Description of the task: Keep every line of the data below that has the string "impl" and present those lines.

***

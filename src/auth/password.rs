//! Password hashing and verification using Argon2id

use crate::error::AppError;
use argon2::{
    password_hash::{PasswordHash, PasswordHasher as _, PasswordVerifier, SaltString},
    Algorithm, Argon2, Params, Version,
};
use rand::rngs::OsRng;

/// Hashing failed inside argon2 (bad params, output too long, ...)
#[derive(Debug, thiserror::Error)]
#[error("Failed to hash password: {0}")]
pub struct HashError(String);

impl From<HashError> for AppError {
    fn from(e: HashError) -> Self {
        AppError::Internal(e.to_string())
    }
}

/// Password hasher with configurable parameters
#[derive(Clone)]
pub struct PasswordHasher {
    argon2: Argon2<'static>,
}

impl PasswordHasher {
    /// Create hasher with default parameters (OWASP minimum: m=19MiB, t=2, p=1)
    pub fn new() -> Self {
        Self::with_params(Params::DEFAULT)
    }

    pub fn with_params(params: Params) -> Self {
        let argon2 = Argon2::new(Algorithm::Argon2id, Version::V0x13, params);

        Self { argon2 }
    }

    /// Hash a password; the random salt is embedded in the PHC string
    pub fn hash(&self, password: &str) -> Result<String, HashError> {
        let salt = SaltString::generate(&mut OsRng);

        let password_hash = self
            .argon2
            .hash_password(password.as_bytes(), &salt)
            .map_err(|e| {
                tracing::error!("Failed to hash password: {:?}", e);
                HashError(e.to_string())
            })?
            .to_string();

        Ok(password_hash)
    }

    /// Verify a password against a hash. An unparseable hash never verifies.
    pub fn verify(&self, password: &str, hash: &str) -> bool {
        let parsed_hash = match PasswordHash::new(hash) {
            Ok(parsed) => parsed,
            Err(e) => {
                tracing::debug!("Failed to parse password hash: {:?}", e);
                return false;
            }
        };

        self.argon2
            .verify_password(password.as_bytes(), &parsed_hash)
            .is_ok()
    }
}

impl Default for PasswordHasher {
    fn default() -> Self {
        Self::new()
    }
}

***

Response:
impl From<HashError> for AppError {
impl PasswordHasher {
impl Default for PasswordHasher {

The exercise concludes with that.